[REQUIRED WORK]:
Each line below needs to be duplicated without alteration.

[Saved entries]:
──────────────────────────────

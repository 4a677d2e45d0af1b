use std::fmt::Write as _;
use std::sync::{Arc, Mutex};
use std::time::{Duration, Instant};

use common::games::GameBroadcaster;
use common::games::snake::{Point, PowerupKind};
use common::{GameOver, Snapshot, Winner};

use crate::config::DisplayConfig;

const CLEAR_SCREEN: &str = "\x1b[2J\x1b[H";

const EMPTY: char = '.';
const FOOD: char = '*';
const PLAYER_HEAD: char = '@';
const PLAYER_BODY: char = 'o';
const OPPONENT_HEAD: char = 'X';
const OPPONENT_BODY: char = 'x';

fn powerup_glyph(kind: PowerupKind) -> char {
    match kind {
        PowerupKind::Speed => '>',
        PowerupKind::Slow => '<',
        PowerupKind::Bonus => '$',
    }
}

fn status_line(snapshot: &Snapshot) -> &'static str {
    if !snapshot.running {
        "PRESS <ENTER> TO START"
    } else if snapshot.paused {
        "GAME PAUSED"
    } else {
        ""
    }
}

pub fn game_over_message(game_over: &GameOver) -> &'static str {
    if game_over.new_high_score {
        return "NEW HIGH SCORE!";
    }
    match game_over.winner {
        Some(Winner::Player) => "YOU WIN! GREAT JOB!",
        Some(Winner::Ai) => "AI WINS, TRY AGAIN!",
        Some(Winner::Tie) => "IT'S A TIE!",
        None => "TRY AGAIN TO BEAT YOUR HIGH SCORE!",
    }
}

/// Draws a snapshot as plain text, one character per cell.
pub fn render_frame(snapshot: &Snapshot) -> String {
    let size = snapshot.tile_count.max(0) as usize;
    let mut cells = vec![vec![EMPTY; size]; size];
    let mut put = |pos: Point, glyph: char| {
        if pos.x >= 0 && pos.y >= 0 && (pos.x as usize) < size && (pos.y as usize) < size {
            cells[pos.y as usize][pos.x as usize] = glyph;
        }
    };

    put(snapshot.food, FOOD);
    for powerup in &snapshot.powerups {
        put(powerup.position, powerup_glyph(powerup.kind));
    }
    for (i, segment) in snapshot.opponent.iter().enumerate() {
        put(*segment, if i == 0 { OPPONENT_HEAD } else { OPPONENT_BODY });
    }
    for (i, segment) in snapshot.player.iter().enumerate() {
        put(*segment, if i == 0 { PLAYER_HEAD } else { PLAYER_BODY });
    }

    let mut frame = String::new();
    let _ = writeln!(
        frame,
        "SCORE {:06}  LEVEL {} ({}/{})  HIGH {:06}  SPEED {}ms  MODE {}",
        snapshot.score,
        snapshot.level,
        snapshot.level_progress,
        snapshot.points_per_level,
        snapshot.high_score,
        snapshot.tick_interval,
        snapshot.mode
    );
    match snapshot.active_power {
        Some(power) => {
            let _ = writeln!(frame, "POWER {} {:.1}s", power.kind, power.remaining as f64 / 1000.0);
        }
        None => frame.push('\n'),
    }

    let border = format!("+{}+", "-".repeat(size));
    frame.push_str(&border);
    frame.push('\n');
    for row in cells {
        frame.push('|');
        frame.extend(row);
        frame.push_str("|\n");
    }
    frame.push_str(&border);
    frame.push('\n');
    frame.push_str(status_line(snapshot));
    frame.push('\n');
    frame
}

#[derive(Clone)]
pub struct TerminalBroadcaster {
    display: DisplayConfig,
    last_frame: Arc<Mutex<Option<Instant>>>,
}

impl TerminalBroadcaster {
    pub fn new(display: DisplayConfig) -> Self {
        Self {
            display,
            last_frame: Arc::new(Mutex::new(None)),
        }
    }

    fn should_draw(&self) -> bool {
        if !self.display.render {
            return false;
        }
        if self.display.min_frame_interval_ms == 0 {
            return true;
        }
        let Ok(mut last_frame) = self.last_frame.lock() else {
            return true;
        };
        let min_interval = Duration::from_millis(self.display.min_frame_interval_ms);
        let now = Instant::now();
        if let Some(last) = *last_frame
            && now.duration_since(last) < min_interval
        {
            return false;
        }
        *last_frame = Some(now);
        true
    }

    fn draw(&self, text: &str) {
        if self.display.clear_screen {
            print!("{}{}", CLEAR_SCREEN, text);
        } else {
            print!("{}", text);
        }
    }
}

impl GameBroadcaster for TerminalBroadcaster {
    async fn broadcast_state(&self, snapshot: Snapshot) {
        if self.should_draw() {
            self.draw(&render_frame(&snapshot));
        }
    }

    async fn broadcast_game_over(&self, game_over: GameOver, snapshot: Snapshot) {
        common::log!(
            "Round finished: winner={:?}, reason={:?}, score={}",
            game_over.winner,
            game_over.reason,
            snapshot.score
        );
        if !self.display.render {
            println!("GAME OVER: {} SCORE {:06}", game_over_message(&game_over), snapshot.score);
            return;
        }
        let mut text = render_frame(&snapshot);
        let _ = writeln!(
            text,
            "GAME OVER: {}  FINAL SCORE {:06}",
            game_over_message(&game_over),
            snapshot.score
        );
        self.draw(&text);
    }
}

#[cfg(test)]
mod tests {
    use super::*;
    use common::GameMode;
    use common::games::snake::{ActivePowerView, DeathReason, Powerup};

    fn snapshot() -> Snapshot {
        Snapshot {
            tick: 3,
            tile_count: 4,
            mode: GameMode::Versus,
            player: vec![Point::new(1, 1), Point::new(0, 1)],
            opponent: vec![Point::new(3, 3), Point::new(3, 2)],
            food: Point::new(2, 0),
            powerups: vec![Powerup {
                position: Point::new(0, 3),
                kind: PowerupKind::Slow,
                created_at: 0,
            }],
            score: 120,
            level: 2,
            level_progress: 20,
            points_per_level: 100,
            high_score: 340,
            tick_interval: 140,
            running: true,
            paused: false,
            active_power: None,
        }
    }

    #[test]
    fn test_render_places_every_entity() {
        let frame = render_frame(&snapshot());
        let lines: Vec<&str> = frame.lines().collect();
        assert_eq!(lines[2], "+----+");
        assert_eq!(lines[3], "|..*.|");
        assert_eq!(lines[4], "|o@..|");
        assert_eq!(lines[5], "|...x|");
        assert_eq!(lines[6], "|<..X|");
        assert_eq!(lines[7], "+----+");
    }

    #[test]
    fn test_header_shows_score_and_mode() {
        let frame = render_frame(&snapshot());
        let header = frame.lines().next().unwrap();
        assert!(header.starts_with("SCORE 000120"));
        assert!(header.contains("LEVEL 2 (20/100)"));
        assert!(header.contains("HIGH 000340"));
        assert!(header.contains("MODE VS AI"));
    }

    #[test]
    fn test_active_power_and_pause_lines() {
        let mut s = snapshot();
        s.paused = true;
        s.active_power = Some(ActivePowerView {
            kind: PowerupKind::Speed,
            remaining: 2_500,
        });
        let frame = render_frame(&s);
        assert!(frame.contains("POWER SPEED BOOST 2.5s"));
        assert!(frame.trim_end().ends_with("GAME PAUSED"));
    }

    #[test]
    fn test_game_over_messages() {
        let mut game_over = GameOver {
            winner: Some(Winner::Tie),
            reason: DeathReason::HeadToHead,
            new_high_score: false,
        };
        assert_eq!(game_over_message(&game_over), "IT'S A TIE!");
        game_over.new_high_score = true;
        assert_eq!(game_over_message(&game_over), "NEW HIGH SCORE!");
    }
}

──────────────────────────────

[TASK ANSWER]:
repository 4a677d2e45d0af1b
use std::fmt::Write as _;
use std::sync::{Arc, Mutex};
use std::time::{Duration, Instant};

use common::games::GameBroadcaster;
use common::games::snake::{Point, PowerupKind};
use common::{GameOver, Snapshot, Winner};

use crate::config::DisplayConfig;

const CLEAR_SCREEN: &str = "\x1b[2J\x1b[H";

const EMPTY: char = '.';
const FOOD: char = '*';
const PLAYER_HEAD: char = '@';
const PLAYER_BODY: char = 'o';
const OPPONENT_HEAD: char = 'X';
const OPPONENT_BODY: char = 'x';

fn powerup_glyph(kind: PowerupKind) -> char {
    match kind {
        PowerupKind::Speed => '>',
        PowerupKind::Slow => '<',
        PowerupKind::Bonus => '$',
    }
}

fn status_line(snapshot: &Snapshot) -> &'static str {
    if !snapshot.running {
        "PRESS <ENTER> TO START"
    } else if snapshot.paused {
        "GAME PAUSED"
    } else {
        ""
    }
}

pub fn game_over_message(game_over: &GameOver) -> &'static str {
    if game_over.new_high_score {
        return "NEW HIGH SCORE!";
    }
    match game_over.winner {
        Some(Winner::Player) => "YOU WIN! GREAT JOB!",
        Some(Winner::Ai) => "AI WINS, TRY AGAIN!",
        Some(Winner::Tie) => "IT'S A TIE!",
        None => "TRY AGAIN TO BEAT YOUR HIGH SCORE!",
    }
}

/// Draws a snapshot as plain text, one character per cell.
pub fn render_frame(snapshot: &Snapshot) -> String {
    let size = snapshot.tile_count.max(0) as usize;
    let mut cells = vec![vec![EMPTY; size]; size];
    let mut put = |pos: Point, glyph: char| {
        if pos.x >= 0 && pos.y >= 0 && (pos.x as usize) < size && (pos.y as usize) < size {
            cells[pos.y as usize][pos.x as usize] = glyph;
        }
    };

    put(snapshot.food, FOOD);
    for powerup in &snapshot.powerups {
        put(powerup.position, powerup_glyph(powerup.kind));
    }
    for (i, segment) in snapshot.opponent.iter().enumerate() {
        put(*segment, if i == 0 { OPPONENT_HEAD } else { OPPONENT_BODY });
    }
    for (i, segment) in snapshot.player.iter().enumerate() {
        put(*segment, if i == 0 { PLAYER_HEAD } else { PLAYER_BODY });
    }

    let mut frame = String::new();
    let _ = writeln!(
        frame,
        "SCORE {:06}  LEVEL {} ({}/{})  HIGH {:06}  SPEED {}ms  MODE {}",
        snapshot.score,
        snapshot.level,
        snapshot.level_progress,
        snapshot.points_per_level,
        snapshot.high_score,
        snapshot.tick_interval,
        snapshot.mode
    );
    match snapshot.active_power {
        Some(power) => {
            let _ = writeln!(frame, "POWER {} {:.1}s", power.kind, power.remaining as f64 / 1000.0);
        }
        None => frame.push('\n'),
    }

    let border = format!("+{}+", "-".repeat(size));
    frame.push_str(&border);
    frame.push('\n');
    for row in cells {
        frame.push('|');
        frame.extend(row);
        frame.push_str("|\n");
    }
    frame.push_str(&border);
    frame.push('\n');
    frame.push_str(status_line(snapshot));
    frame.push('\n');
    frame
}

#[derive(Clone)]
pub struct TerminalBroadcaster {
    display: DisplayConfig,
    last_frame: Arc<Mutex<Option<Instant>>>,
}

impl TerminalBroadcaster {
    pub fn new(display: DisplayConfig) -> Self {
        Self {
            display,
            last_frame: Arc::new(Mutex::new(None)),
        }
    }

    fn should_draw(&self) -> bool {
        if !self.display.render {
            return false;
        }
        if self.display.min_frame_interval_ms == 0 {
            return true;
        }
        let Ok(mut last_frame) = self.last_frame.lock() else {
            return true;
        };
        let min_interval = Duration::from_millis(self.display.min_frame_interval_ms);
        let now = Instant::now();
        if let Some(last) = *last_frame
            && now.duration_since(last) < min_interval
        {
            return false;
        }
        *last_frame = Some(now);
        true
    }

    fn draw(&self, text: &str) {
        if self.display.clear_screen {
            print!("{}{}", CLEAR_SCREEN, text);
        } else {
            print!("{}", text);
        }
    }
}

impl GameBroadcaster for TerminalBroadcaster {
    async fn broadcast_state(&self, snapshot: Snapshot) {
        if self.should_draw() {
            self.draw(&render_frame(&snapshot));
        }
    }

    async fn broadcast_game_over(&self, game_over: GameOver, snapshot: Snapshot) {
        common::log!(
            "Round finished: winner={:?}, reason={:?}, score={}",
            game_over.winner,
            game_over.reason,
            snapshot.score
        );
        if !self.display.render {
            println!("GAME OVER: {} SCORE {:06}", game_over_message(&game_over), snapshot.score);
            return;
        }
        let mut text = render_frame(&snapshot);
        let _ = writeln!(
            text,
            "GAME OVER: {}  FINAL SCORE {:06}",
            game_over_message(&game_over),
            snapshot.score
        );
        self.draw(&text);
    }
}

#[cfg(test)]
mod tests {
    use super::*;
    use common::GameMode;
    use common::games::snake::{ActivePowerView, DeathReason, Powerup};

    fn snapshot() -> Snapshot {
        Snapshot {
            tick: 3,
            tile_count: 4,
            mode: GameMode::Versus,
            player: vec![Point::new(1, 1), Point::new(0, 1)],
            opponent: vec![Point::new(3, 3), Point::new(3, 2)],
            food: Point::new(2, 0),
            powerups: vec![Powerup {
                position: Point::new(0, 3),
                kind: PowerupKind::Slow,
                created_at: 0,
            }],
            score: 120,
            level: 2,
            level_progress: 20,
            points_per_level: 100,
            high_score: 340,
            tick_interval: 140,
            running: true,
            paused: false,
            active_power: None,
        }
    }

    #[test]
    fn test_render_places_every_entity() {
        let frame = render_frame(&snapshot());
        let lines: Vec<&str> = frame.lines().collect();
        assert_eq!(lines[2], "+----+");
        assert_eq!(lines[3], "|..*.|");
        assert_eq!(lines[4], "|o@..|");
        assert_eq!(lines[5], "|...x|");
        assert_eq!(lines[6], "|<..X|");
        assert_eq!(lines[7], "+----+");
    }

    #[test]
    fn test_header_shows_score_and_mode() {
        let frame = render_frame(&snapshot());
        let header = frame.lines().next().unwrap();
        assert!(header.starts_with("SCORE 000120"));
        assert!(header.contains("LEVEL 2 (20/100)"));
        assert!(header.contains("HIGH 000340"));
        assert!(header.contains("MODE VS AI"));
    }

    #[test]
    fn test_active_power_and_pause_lines() {
        let mut s = snapshot();
        s.paused = true;
        s.active_power = Some(ActivePowerView {
            kind: PowerupKind::Speed,
            remaining: 2_500,
        });
        let frame = render_frame(&s);
        assert!(frame.contains("POWER SPEED BOOST 2.5s"));
        assert!(frame.trim_end().ends_with("GAME PAUSED"));
    }

    #[test]
    fn test_game_over_messages() {
        let mut game_over = GameOver {
            winner: Some(Winner::Tie),
            reason: DeathReason::HeadToHead,
            new_high_score: false,
        };
        assert_eq!(game_over_message(&game_over), "IT'S A TIE!");
        game_over.new_high_score = true;
        assert_eq!(game_over_message(&game_over), "NEW HIGH SCORE!");
    }
}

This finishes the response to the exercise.